Listing a directory `/foo/bar`	`B/./root/foo/bar` ("B" type dependencies are on the list of names in a binding. Note that this includes the order of the names in the binding, as bindings are ordered lists of name/value pairs.)
Looking for a directory `/foo/bar` but not looking inside it (rare)	`T/./root/foo/bar` ("T" type dependencies are on the type of a value.)

In some cases, it may be desirable to change the way _run_tool is cached. For example, if you are certain that particular files will always be read by a tool, it may be desirable to include them in the primary key. If there is an empty directory in which temporary files are created with random names, rather than recording one "!" dependency for each such filename it may be preferable to record a dependency on the entire directory. ./tool_dep_control can be used to make these kinds of adjustments.

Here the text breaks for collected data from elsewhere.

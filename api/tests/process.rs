mod common;

use axerrno::LinuxError;
use common::{Gate, boot, boot_with};
use std::sync::Arc;
use std::sync::atomic::{AtomicU32, AtomicUsize, Ordering};
use std::thread;
use std::time::Duration;
use tinyk_api::imp::fs::{sys_close, sys_open_info, sys_read};
use tinyk_api::imp::task::*;
use tinyk_api::{NOPROC, Pid, Task};
use tinyk_core::{Kernel, KernelConfig};
use tinyk_core::host::HostScheduler;
use tinyk_process::INIT_PID;
use tinyk_process::info::ProcInfo;

fn listing() -> Vec<ProcInfo> {
    let fid = sys_open_info().unwrap();
    let mut buf = [0; ProcInfo::SIZE];
    let mut entries = Vec::new();
    while sys_read(fid, &mut buf).unwrap() == ProcInfo::SIZE {
        entries.push(ProcInfo::decode(&buf).unwrap());
    }
    sys_close(fid).unwrap();
    entries
}

/// Whether the listing shows `pid` as a zombie.
fn is_zombie(pid: Pid) -> bool {
    listing()
        .iter()
        .any(|info| info.pid == pid && !info.alive)
}

#[test]
fn test_init_gets_pid_one_and_its_exit_code_is_returned() {
    let code = boot(|_| {
        assert_eq!(sys_getpid(), Ok(INIT_PID));
        assert_eq!(sys_getppid(), Ok(NOPROC));
        17
    });
    assert_eq!(code, 17);
}

#[test]
fn test_syscalls_outside_a_process_fail() {
    assert_eq!(sys_getpid(), Err(LinuxError::EPERM));
    assert_eq!(
        sys_exec(Some(Task::new(|_| 0)), None),
        Err(LinuxError::EPERM)
    );
}

#[test]
fn test_child_sees_parent_and_its_args() {
    let code = boot(|_| {
        let child = sys_exec(
            Some(Task::new(|args| {
                assert_eq!(args, b"hello");
                assert_eq!(sys_getppid(), Ok(INIT_PID));
                assert_ne!(sys_getpid(), Ok(INIT_PID));
                3
            })),
            Some(b"hello"),
        )
        .unwrap();
        let mut status = 0;
        assert_eq!(sys_wait_child(Some(child), Some(&mut status)), Ok(child));
        assert_eq!(status, 3);
        0
    });
    assert_eq!(code, 0);
}

#[test]
fn test_grandchild_is_reparented_to_init() {
    let code = boot(|_| {
        let grandchild = Arc::new(AtomicU32::new(NOPROC));
        let release = Gate::default();

        let task_a = {
            let grandchild = grandchild.clone();
            let release = release.clone();
            Task::new(move |_| {
                let grandchild_b = grandchild.clone();
                let release_c = release.clone();
                let b = sys_exec(
                    Some(Task::new(move |_| {
                        let release = release_c.clone();
                        let c = sys_exec(
                            Some(Task::new(move |_| {
                                release.wait();
                                assert_eq!(sys_getppid(), Ok(INIT_PID));
                                9
                            })),
                            None,
                        )
                        .unwrap();
                        grandchild_b.store(c, Ordering::SeqCst);
                        7
                    })),
                    None,
                )
                .unwrap();
                let mut status = 0;
                assert_eq!(sys_wait_child(Some(b), Some(&mut status)), Ok(b));
                assert_eq!(status, 7);
                let c = grandchild.load(Ordering::SeqCst);
                assert_eq!(sys_wait_child(Some(c), None), Err(LinuxError::ECHILD));
                assert_eq!(sys_wait_child(None, None), Err(LinuxError::ECHILD));
                release.open();
                0
            })
        };

        let a = sys_exec(Some(task_a), None).unwrap();
        let mut status = -1;
        assert_eq!(sys_wait_child(Some(a), Some(&mut status)), Ok(a));
        assert_eq!(status, 0);
        let c = grandchild.load(Ordering::SeqCst);
        assert_eq!(sys_wait_child(None, Some(&mut status)), Ok(c));
        assert_eq!(status, 9);
        assert_eq!(sys_wait_child(None, None), Err(LinuxError::ECHILD));
        0
    });
    assert_eq!(code, 0);
}

#[test]
fn test_zombie_children_of_exiting_process_go_to_init() {
    let code = boot(|_| {
        let grandchild = Arc::new(AtomicU32::new(NOPROC));
        let shared = grandchild.clone();
        let b = sys_exec(
            Some(Task::new(move |_| {
                let c = sys_exec(Some(Task::new(|_| 5)), None).unwrap();
                shared.store(c, Ordering::SeqCst);
                while !is_zombie(c) {
                    thread::yield_now();
                }
                // exits without reaping c
                6
            })),
            None,
        )
        .unwrap();

        let mut reaped = Vec::new();
        let mut status = 0;
        while let Ok(pid) = sys_wait_child(None, Some(&mut status)) {
            reaped.push((pid, status));
        }
        let c = grandchild.load(Ordering::SeqCst);
        reaped.sort();
        let mut expected = vec![(b, 6), (c, 5)];
        expected.sort();
        assert_eq!(reaped, expected);
        0
    });
    assert_eq!(code, 0);
}

#[test]
fn test_two_waiters_reap_a_child_exactly_once() {
    let code = boot(|_| {
        let parent = sys_exec(
            Some(Task::new(|_| {
                let release = Gate::default();
                let gate = release.clone();
                let child = sys_exec(
                    Some(Task::new(move |_| {
                        gate.wait();
                        5
                    })),
                    None,
                )
                .unwrap();

                let successes = Arc::new(AtomicUsize::new(0));
                let waiter = {
                    let successes = successes.clone();
                    Task::new(move |_| {
                        let mut status = 0;
                        match sys_wait_child(Some(child), Some(&mut status)) {
                            Ok(pid) => {
                                assert_eq!((pid, status), (child, 5));
                                successes.fetch_add(1, Ordering::SeqCst);
                                0
                            }
                            Err(err) => {
                                assert_eq!(err, LinuxError::ECHILD);
                                1
                            }
                        }
                    })
                };
                let first = sys_create_thread(waiter.clone(), None).unwrap();
                let second = sys_create_thread(waiter, None).unwrap();
                release.open();

                let (mut a, mut b) = (-1, -1);
                sys_thread_join(first, Some(&mut a)).unwrap();
                sys_thread_join(second, Some(&mut b)).unwrap();
                assert_eq!(a + b, 1);
                assert_eq!(successes.load(Ordering::SeqCst), 1);
                0
            })),
            None,
        )
        .unwrap();
        let mut status = -1;
        sys_wait_child(Some(parent), Some(&mut status)).unwrap();
        status
    });
    assert_eq!(code, 0);
}

#[test]
fn test_wait_on_non_child_fails() {
    let code = boot(|_| {
        assert_eq!(sys_wait_child(None, None), Err(LinuxError::ECHILD));
        assert_eq!(sys_wait_child(Some(0), None), Err(LinuxError::ECHILD));
        assert_eq!(sys_wait_child(Some(INIT_PID), None), Err(LinuxError::ECHILD));
        0
    });
    assert_eq!(code, 0);
}

#[test]
fn test_exit_from_any_thread_sets_the_exit_code() {
    let code = boot(|_| {
        let child = sys_exec(
            Some(Task::new(|_| {
                sys_create_thread(Task::new(|_| sys_exit(3)), None).unwrap();
                // the main thread leaves without exiting the process
                sys_thread_exit(99)
            })),
            None,
        )
        .unwrap();
        let mut status = 0;
        sys_wait_child(Some(child), Some(&mut status)).unwrap();
        status
    });
    assert_eq!(code, 3);
}

#[test]
fn test_panicking_task_exits_with_minus_one() {
    let code = boot(|_| {
        let child = sys_exec(Some(Task::new(|_| panic!("task failure"))), None).unwrap();
        let mut status = 0;
        sys_wait_child(Some(child), Some(&mut status)).unwrap();
        status
    });
    assert_eq!(code, -1);
}

#[test]
fn test_exec_fails_when_table_is_full() {
    let config = KernelConfig { max_proc: 3 };
    let code = boot_with(HostScheduler::new(), config, |_| {
        let gate = Gate::default();
        let release = gate.clone();
        let child = sys_exec(
            Some(Task::new(move |_| {
                release.wait();
                0
            })),
            None,
        )
        .unwrap();
        assert_eq!(
            sys_exec(Some(Task::new(|_| 0)), None),
            Err(LinuxError::EAGAIN)
        );
        gate.open();
        sys_wait_child(Some(child), None).unwrap();
        // the slot is free again
        let again = sys_exec(Some(Task::new(|_| 0)), None).unwrap();
        assert_eq!(again, child);
        0
    });
    assert_eq!(code, 0);
}

#[test]
fn test_exec_fails_when_no_context_can_be_spawned() {
    // the booting thread and init's main thread
    let scheduler = HostScheduler::with_limit(2);
    let code = boot_with(scheduler, KernelConfig::default(), |_| {
        assert_eq!(
            sys_exec(Some(Task::new(|_| 0)), None),
            Err(LinuxError::EAGAIN)
        );
        assert_eq!(
            sys_create_thread(Task::new(|_| 0), None),
            Err(LinuxError::EAGAIN)
        );
        assert_eq!(sys_wait_child(None, None), Err(LinuxError::ECHILD));
        0
    });
    assert_eq!(code, 0);
}

#[test]
fn test_init_reaps_leftover_children_when_it_returns() {
    let code = boot(|_| {
        for _ in 0..2 {
            sys_exec(
                Some(Task::new(|_| {
                    thread::sleep(Duration::from_millis(20));
                    1
                })),
                None,
            )
            .unwrap();
        }
        let finished: Vec<_> = (0..3)
            .map(|code| sys_exec(Some(Task::new(move |_| code)), None).unwrap())
            .collect();
        for &pid in &finished {
            while !is_zombie(pid) {
                thread::yield_now();
            }
        }
        // returns without waiting for anyone
        11
    });
    assert_eq!(code, 11);
}

#[test]
fn test_init_leaving_by_thread_exit_orphans_its_children() {
    let kernel = Kernel::new(Arc::new(HostScheduler::new()));
    let release = Gate::default();
    let seen_parent = Arc::new(AtomicU32::new(INIT_PID));
    let init = {
        let release = release.clone();
        let seen_parent = seen_parent.clone();
        Task::new(move |_| {
            let release = release.clone();
            let seen_parent = seen_parent.clone();
            sys_exec(
                Some(Task::new(move |_| {
                    release.wait();
                    seen_parent.store(sys_getppid().unwrap_or(INIT_PID), Ordering::SeqCst);
                    5
                })),
                None,
            )
            .unwrap();
            sys_exec(Some(Task::new(|_| 6)), None).unwrap();
            sys_thread_exit(4)
        })
    };
    assert_eq!(kernel.boot(init, None), Ok(4));

    release.open();
    while kernel.process_count() > 1 {
        thread::yield_now();
    }
    assert_eq!(seen_parent.load(Ordering::SeqCst), NOPROC);
}

#[test]
fn test_exec_without_task_creates_an_inert_process() {
    let kernel = Kernel::new(Arc::new(HostScheduler::new()));
    let inert = Arc::new(AtomicU32::new(NOPROC));
    let shared = inert.clone();
    let init = Task::new(move |_| {
        let shared = shared.clone();
        let child = sys_exec(
            Some(Task::new(move |_| {
                let pid = sys_exec(None, Some(b"inert")).unwrap();
                shared.store(pid, Ordering::SeqCst);
                let info = listing().into_iter().find(|info| info.pid == pid).unwrap();
                assert!(info.alive);
                assert_eq!(info.thread_count, 0);
                assert_eq!(Ok(info.ppid), sys_getpid());
                assert_eq!(info.args(), b"inert");
                0
            })),
            None,
        )
        .unwrap();
        let mut status = -1;
        let _ = sys_wait_child(Some(child), Some(&mut status));
        // the inert process never exits, so init leaves without draining
        sys_thread_exit(status)
    });
    assert_eq!(kernel.boot(init, None), Ok(0));

    let pid = inert.load(Ordering::SeqCst);
    assert_eq!(kernel.process_count(), 2);
    let (_, info) = kernel.snapshot(pid as usize).unwrap();
    assert_eq!(info.pid, pid);
    assert!(info.alive);
    assert_eq!(info.ppid, NOPROC);
}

./tool_dep_control may be left unset. If it is set, it should be a binding. It has three sub-bindings:

pk: Any names in this binding bound to TRUE or a non-zero integer will cause the corresponding piece of ./root to be incorporated into the primary key of the _run_tool call. You can include individual files or entire directories into the primary key this way. If anything included in the primary key changes in a later evaluation, the _run_tool call will not be able to get a hit in the cache (even if the previous tool didn't actually use the file that was included in the primary key). Any files or directories included in the primary key will not be recorded as secondary dependency in the cache. (However, files/directories included in the primary key that the tool makes use of will still be recorded in dependencies and propagated along with the result value of _run_tool as they might not be included in the primary key of higher level function calls.) It's worth noting that the order of elements in ./tool_dep_control/pk and its sub-bindings do not affect the primary key. The binding elements are sorted by name before using them to form the primary key. (Normally binding order is significant when computing primary keys.)
coarse: Any names in this binding bound to TRUE or a non-zero integer will cause the corresponding directory in ./root to be recorded coarsely, as though the tool used all of it. If a directory is recorded coarsely and the tool uses only one file in the directory, future calls will cache miss if anything in the directory changes regardless of whether the tool actually used it. Even adding or removing files to such a directory will cause a cache miss. A common use of coarse directory recording is for temporary directories where a tool creates files with random temporary names. Recording the directory coarsely will avoid accumulating many "!" dependencies across different tool runs.
coarse_names: Any names in this binding bound to TRUE or a non-zero integer will cause the corresponding directory in ./root to have non-existence dependencies recorded coarsely, as though the tool had listed the entire directory. If the tool looks for names which don't exist inside a directory recorded this way, future calls will cache miss if the set of names in the directory has changed or if the order of the names has changed. (Remember that directories like bindings have an order to the names they contain.) If ./tool_dep_control/coarse_names is a true boolean or a non-zero integer rather than a binding, all fine-grained recording of non-existence dependencies will be disabled.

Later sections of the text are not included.